Today’s quote is from The 9th Traleg Kyabgon Rinpoche, author and founder of the Kagyu E-Vam Buddhist Institute in Melbourne, Australia. This is it:
The Buddhist view is that fear is ubiquitous. We all have an underlying sense of not being settled, of not being secure. We have an existential feeling of uncertainty and instability, and that makes us very anxious. Unfortunately, we usually apply the wrong antidote to this ever-present sense of anxiousness.
To allay or mollify that fear, we try to find refuge in accumulating wealth, or trying to make a big name for ourselves, or doing aerobics, or getting a new nose, or whatever. Yet doing these things over and over again does not settle us. In fact, it does the opposite. It exacerbates the very problem we are trying to address. Buddhism does not teach us to completely give up all relationship with material things. That’s not the point. The point is the attitude we take toward what we do and what we have. When we do things to try to make ourselves secure, to establish our own sense of identity, we are barking up the wrong tree. We enflame our negative emotions.
When these emotions become inflamed, our fears grow. They compound. They go haywire. As the Buddha himself said, we get completely bogged down by fears of not getting what we want to have, being separated from what we have, and getting what we do not want. Unless we have some kind of spiritual focus, we do not feel any real sense of groundedness, and so our efforts are not fruitful in the long run. We disperse our psychic and spiritual energies right, left, and center, leaving ourselves exhausted and frustrated. We think we’ve missed out on this or that, or that everybody is an obstacle to our effort to improve ourselves. We want to have a certain kind of life, but everything is frustrating that.
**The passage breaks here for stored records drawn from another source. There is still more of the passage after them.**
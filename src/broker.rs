use std::time::Duration;

use redis::aio::MultiplexedConnection;
use tokio::sync::Mutex;
use tokio::time::Instant;

use crate::error::BrokerError;
use crate::types::ExecutionMode;

#[derive(Default)]
struct BrokerState {
    connection: Option<MultiplexedConnection>,
    last_failure: Option<Instant>,
    last_error: Option<String>,
}

/// Owner of the single shared connection to the durable broker.
///
/// The first caller probes the broker within `probe_timeout`. A successful
/// probe is cached until [`invalidate`](Self::invalidate) is called; a
/// failed one routes callers to autonomous mode and is not retried before
/// `reprobe_interval` has passed. Probes are serialized, so a flapping
/// broker never has more than one connection attempt open.
pub struct BrokerConnection {
    url: Option<String>,
    probe_timeout: Duration,
    reprobe_interval: Duration,
    state: Mutex<BrokerState>,
}

impl BrokerConnection {
    pub fn new(url: Option<String>, probe_timeout: Duration, reprobe_interval: Duration) -> Self {
        Self {
            url,
            probe_timeout,
            reprobe_interval,
            state: Mutex::new(BrokerState::default()),
        }
    }

    pub fn is_configured(&self) -> bool {
        self.url.is_some()
    }

    /// The shared connection, probing first if none is cached.
    pub async fn connection(&self) -> Result<MultiplexedConnection, BrokerError> {
        let mut state = self.state.lock().await;
        if let Some(conn) = &state.connection {
            return Ok(conn.clone());
        }

        let Some(url) = self.url.as_deref() else {
            return Err(BrokerError::Unavailable("no broker configured".to_string()));
        };

        if let Some(failed_at) = state.last_failure {
            if failed_at.elapsed() < self.reprobe_interval {
                let reason = state.last_error.clone().unwrap_or_default();
                return Err(BrokerError::Unavailable(reason));
            }
        }

        match self.probe(url).await {
            Ok(conn) => {
                tracing::info!(mode = %ExecutionMode::Durable, "durable broker reachable");
                state.connection = Some(conn.clone());
                state.last_failure = None;
                state.last_error = None;
                Ok(conn)
            }
            Err(err) => {
                tracing::warn!(
                    mode = %ExecutionMode::Autonomous,
                    error = %err,
                    "durable broker probe failed, using autonomous processing"
                );
                state.last_failure = Some(Instant::now());
                state.last_error = Some(err.to_string());
                Err(err)
            }
        }
    }

    async fn probe(&self, url: &str) -> Result<MultiplexedConnection, BrokerError> {
        let client =
            redis::Client::open(url).map_err(|e| BrokerError::Unavailable(e.to_string()))?;

        let connect = async {
            let mut conn = client
                .get_multiplexed_async_connection_with_timeouts(
                    self.probe_timeout,
                    self.probe_timeout,
                )
                .await?;
            let _: String = redis::cmd("PING").query_async(&mut conn).await?;
            Ok::<_, redis::RedisError>(conn)
        };

        // On timeout the connect future is dropped, which closes its socket.
        match tokio::time::timeout(self.probe_timeout, connect).await {
            Ok(Ok(conn)) => Ok(conn),
            Ok(Err(err)) => Err(BrokerError::Unavailable(err.to_string())),
            Err(_) => Err(BrokerError::Unavailable(format!(
                "probe timed out after {}ms",
                self.probe_timeout.as_millis()
            ))),
        }
    }

    /// Drop the cached connection after a connection-level failure.
    ///
    /// A no-op when no connection is cached, so repeated failures while the
    /// broker is down do not push the next probe further out.
    pub async fn invalidate(&self, reason: &str) {
        let mut state = self.state.lock().await;
        if state.connection.take().is_some() {
            tracing::warn!(error = reason, "durable broker connection lost, failing over");
            state.last_failure = Some(Instant::now());
            state.last_error = Some(reason.to_string());
        }
    }

    /// Current routing decision. Probes if due.
    pub async fn mode(&self) -> ExecutionMode {
        match self.connection().await {
            Ok(_) => ExecutionMode::Durable,
            Err(_) => ExecutionMode::Autonomous,
        }
    }

    /// Whether a connection is cached, without probing.
    pub async fn is_connected(&self) -> bool {
        self.state.lock().await.connection.is_some()
    }

    pub async fn last_error(&self) -> Option<String> {
        self.state.lock().await.last_error.clone()
    }
}
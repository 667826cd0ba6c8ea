use hmac::{Hmac, Mac};
use sha2::Sha256;

use crate::template::{self, Macros};
use crate::types::SignatureConfig;

type HmacSha256 = Hmac<Sha256>;

/// Signature to attach to an outgoing postback.
#[derive(Debug, Clone, PartialEq, Eq)]
pub struct PostbackSignature {
    /// Query parameter name and value.
    pub param: (String, String),
    /// Header name and value.
    pub header: (String, String),
}

/// Sign the rendered signature template of a profile.
///
/// Returns `None` when signing is disabled for the profile. The payload is
/// built from `config.payload_template`, never from the final URL.
pub fn sign_postback(config: &SignatureConfig, macros: &Macros) -> Option<PostbackSignature> {
    if !config.enabled {
        return None;
    }

    let payload = template::render(&config.payload_template, macros);
    let signature = compute_signature(config.secret.as_bytes(), payload.as_bytes());

    Some(PostbackSignature {
        param: (config.param_name.clone(), signature.clone()),
        header: (config.header_name.clone(), signature),
    })
}

/// Compute the lowercase hex HMAC-SHA256 of `payload`.
pub fn compute_signature(secret: &[u8], payload: &[u8]) -> String {
    // HMAC accepts keys of any length, including empty ones.
    let mut mac = match HmacSha256::new_from_slice(secret) {
        Ok(mac) => mac,
        Err(_) => return String::new(),
    };
    mac.update(payload);
    hex::encode(mac.finalize().into_bytes())
}

/// Constant-time check of a received signature, for tracker-side receivers.
pub fn verify_signature(secret: &[u8], payload: &[u8], signature_hex: &str) -> bool {
    let Ok(signature) = hex::decode(signature_hex) else {
        return false;
    };

    let Ok(mut mac) = HmacSha256::new_from_slice(secret) else {
        return false;
    };
    mac.update(payload);

    mac.verify_slice(&signature).is_ok()
}
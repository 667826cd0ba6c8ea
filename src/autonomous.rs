//! In-process fallback used while the durable broker is unreachable.
//!
//! Delivery semantics are the same as on the durable path: the same worker
//! pool renders, signs, sends and classifies every attempt. Only retry
//! scheduling differs, using tokio timers instead of the broker's delayed
//! set.
//!
//! **Limitation:** timers live in process memory. Retries and delayed first
//! attempts that are still pending at shutdown are cancelled; they are not
//! written anywhere and are not recovered on restart.

use std::collections::HashMap;
use std::sync::atomic::{AtomicBool, AtomicU64, Ordering};
use std::sync::{Arc, Mutex, PoisonError};
use std::time::Duration;

use async_trait::async_trait;
use tokio::task::AbortHandle;

use crate::error::{DeliveryOutcome, SchedulerError};
use crate::queue::{now_millis, Admission, ExecutionPath, InFlightGuard, RetryScheduler};
use crate::types::{ExecutionMode, PostbackTask, QueueJob, QueueStats};
use crate::worker::WorkerPool;

#[cfg(feature = "metrics")]
fn metric_inc(name: &'static str) {
    metrics::increment_counter!(name);
}

#[cfg(not(feature = "metrics"))]
fn metric_inc(_name: &'static str) {}

#[derive(Default)]
struct LocalCounters {
    delayed: AtomicU64,
    completed: AtomicU64,
    failed: AtomicU64,
}

/// Retry scheduling on in-process timers.
#[derive(Clone)]
pub struct InProcessScheduler {
    pool: WorkerPool,
    guard: InFlightGuard,
    max_attempts: u32,
    counters: Arc<LocalCounters>,
    closed: Arc<AtomicBool>,
    timers: Arc<Mutex<HashMap<u64, AbortHandle>>>,
    next_timer: Arc<AtomicU64>,
}

impl InProcessScheduler {
    pub fn new(pool: WorkerPool, max_attempts: u32) -> Self {
        Self {
            pool,
            guard: InFlightGuard::new(),
            max_attempts,
            counters: Arc::new(LocalCounters::default()),
            closed: Arc::new(AtomicBool::new(false)),
            timers: Arc::new(Mutex::new(HashMap::new())),
            next_timer: Arc::new(AtomicU64::new(0)),
        }
    }

    fn lock_timers(&self) -> std::sync::MutexGuard<'_, HashMap<u64, AbortHandle>> {
        self.timers.lock().unwrap_or_else(PoisonError::into_inner)
    }

    fn route(&self) -> Arc<dyn RetryScheduler> {
        Arc::new(self.clone())
    }

    fn submit_after(&self, job: QueueJob, delay: Duration) {
        let timer_id = self.next_timer.fetch_add(1, Ordering::SeqCst);
        self.counters.delayed.fetch_add(1, Ordering::SeqCst);

        // Registered before the timer can fire, so the task always finds
        // its own entry unless it was cancelled.
        let mut timers = self.lock_timers();
        let scheduler = self.clone();
        let handle = tokio::spawn(async move {
            tokio::time::sleep(delay).await;
            if scheduler.lock_timers().remove(&timer_id).is_none() {
                return;
            }
            scheduler.counters.delayed.fetch_sub(1, Ordering::SeqCst);
            scheduler.pool.submit(job, scheduler.route());
        });
        timers.insert(timer_id, handle.abort_handle());
    }

    fn dispatch(&self, job: QueueJob) {
        if job.scheduled_delay_ms > 0 {
            let delay = Duration::from_millis(job.scheduled_delay_ms);
            self.submit_after(job, delay);
        } else {
            self.pool.submit(job, self.route());
        }
    }

    /// Close the live task of a conversion and start whatever waited behind it.
    fn settle(&self, conversion_id: &str) {
        let Some(next) = self.guard.release(conversion_id) else {
            return;
        };
        if self.is_closed() {
            tracing::warn!(conversion_id, "follow-up postback abandoned at shutdown");
            return;
        }

        metric_inc("postback.enqueue.autonomous");
        let job = QueueJob::follow_up(next, self.max_attempts, now_millis());
        tracing::debug!(
            job_id = %job.job_id,
            status = %job.task.conversion_status,
            "starting follow-up postback"
        );
        self.dispatch(job);
    }

    /// Abort every pending timer. Returns how many were cancelled.
    fn cancel_timers(&self) -> usize {
        let cancelled: Vec<AbortHandle> = self.lock_timers().drain().map(|(_, h)| h).collect();
        for handle in &cancelled {
            handle.abort();
        }
        self.counters
            .delayed
            .fetch_sub(cancelled.len() as u64, Ordering::SeqCst);
        cancelled.len()
    }

    fn is_closed(&self) -> bool {
        self.closed.load(Ordering::SeqCst)
    }
}

#[async_trait]
impl RetryScheduler for InProcessScheduler {
    async fn schedule(&self, job: QueueJob, delay: Duration) -> Result<(), SchedulerError> {
        if self.is_closed() {
            return Err(SchedulerError::Closed);
        }
        self.submit_after(job, delay);
        Ok(())
    }

    async fn finish(&self, job: &QueueJob, outcome: &DeliveryOutcome) {
        let counter = match outcome {
            DeliveryOutcome::Delivered { .. } => &self.counters.completed,
            _ => &self.counters.failed,
        };
        counter.fetch_add(1, Ordering::SeqCst);
        self.settle(&job.task.conversion_id);
    }
}

/// Synchronous, non-durable delivery of tasks.
pub struct AutonomousProcessor {
    scheduler: InProcessScheduler,
}

impl AutonomousProcessor {
    pub fn new(pool: WorkerPool, max_attempts: u32) -> Self {
        Self {
            scheduler: InProcessScheduler::new(pool, max_attempts),
        }
    }

    /// Deliver `task` in-process.
    ///
    /// Immediate tasks run their first attempt before this returns and the
    /// outcome of that attempt is returned; later retries run on timers.
    /// Tasks with a status-dependent initial delay return `Scheduled`. A
    /// task for a conversion that is already in flight returns `Deferred`
    /// and starts once the live task settles.
    pub async fn process(&self, task: PostbackTask) -> Result<DeliveryOutcome, SchedulerError> {
        if self.scheduler.is_closed() {
            return Err(SchedulerError::Closed);
        }

        match self.scheduler.guard.admit(&task) {
            Admission::Acquired => {}
            Admission::Duplicate => {
                tracing::debug!(conversion_id = %task.conversion_id, "identical task already in flight");
                return Ok(DeliveryOutcome::Duplicate);
            }
            Admission::Deferred => {
                tracing::info!(
                    conversion_id = %task.conversion_id,
                    status = %task.conversion_status,
                    "conversion in flight, postback deferred"
                );
                return Ok(DeliveryOutcome::Deferred);
            }
        }

        metric_inc("postback.enqueue.autonomous");
        let job = QueueJob::new(task, self.scheduler.max_attempts, now_millis());
        tracing::debug!(job_id = %job.job_id, delay_ms = job.scheduled_delay_ms, "processing autonomously");

        if job.scheduled_delay_ms > 0 {
            let delay_ms = job.scheduled_delay_ms;
            self.scheduler.submit_after(job, Duration::from_millis(delay_ms));
            return Ok(DeliveryOutcome::Scheduled { delay_ms });
        }

        Ok(self.scheduler.pool.execute(job, self.scheduler.route()).await)
    }

    pub fn is_in_flight(&self, conversion_id: &str) -> bool {
        self.scheduler.guard.contains(conversion_id)
    }

    pub fn is_duplicate(&self, task: &PostbackTask) -> bool {
        self.scheduler.guard.is_duplicate(task)
    }

    /// Mark a task run by another path as in flight here, so no in-process
    /// attempt for its conversion can overlap it. False if one already is.
    pub fn hold(&self, task: &PostbackTask) -> bool {
        self.scheduler.guard.try_hold(task)
    }

    /// End a [`hold`](Self::hold). Tasks deferred behind it start here.
    pub fn release_hold(&self, conversion_id: &str) {
        self.scheduler.settle(conversion_id);
    }

    /// In-process counters; `waiting` covers timers and the pool FIFO.
    pub fn local_stats(&self) -> QueueStats {
        let counters = &self.scheduler.counters;
        QueueStats::new(
            counters.delayed.load(Ordering::SeqCst) + self.scheduler.pool.pending_jobs() as u64,
            self.scheduler.pool.active_jobs() as u64,
            counters.completed.load(Ordering::SeqCst),
            counters.failed.load(Ordering::SeqCst),
        )
    }

    /// Refuse new tasks and new retries.
    pub fn close(&self) {
        self.scheduler.closed.store(true, Ordering::SeqCst);
    }

    /// Abort every pending timer; their jobs are dropped. Returns how many
    /// were cancelled.
    pub fn cancel_timers(&self) -> usize {
        self.scheduler.cancel_timers()
    }

    /// Timers not yet fired.
    pub fn delayed_jobs(&self) -> u64 {
        self.scheduler.counters.delayed.load(Ordering::SeqCst)
    }
}

#[async_trait]
impl ExecutionPath for AutonomousProcessor {
    fn mode(&self) -> ExecutionMode {
        ExecutionMode::Autonomous
    }

    async fn accept(&self, task: PostbackTask) -> Result<DeliveryOutcome, SchedulerError> {
        self.process(task).await
    }

    async fn stats(&self) -> Result<QueueStats, SchedulerError> {
        Ok(self.local_stats())
    }
}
When we feel like that, all kinds of fears arise—fear of death, of old age, of our reality crumbling, of ending up being nothing or nobody. On the other hand, if we are secure in ourselves from having found some kind of spiritual focus, and we learn how to gather our psychic and spiritual energies into ourselves, we can discover a kind of inner richness. If we acknowledge the deep sense of emptiness we feel at the very bottom of our being, which cannot be filled by any kind of love that we might get from other people or any amount of money, we see that it can be filled only by the richness of our own spiritual cultivation. If we do that, we will experience a sense of groundedness that allows us to reduce and manage the fears we experience and, eventually, to overcome them.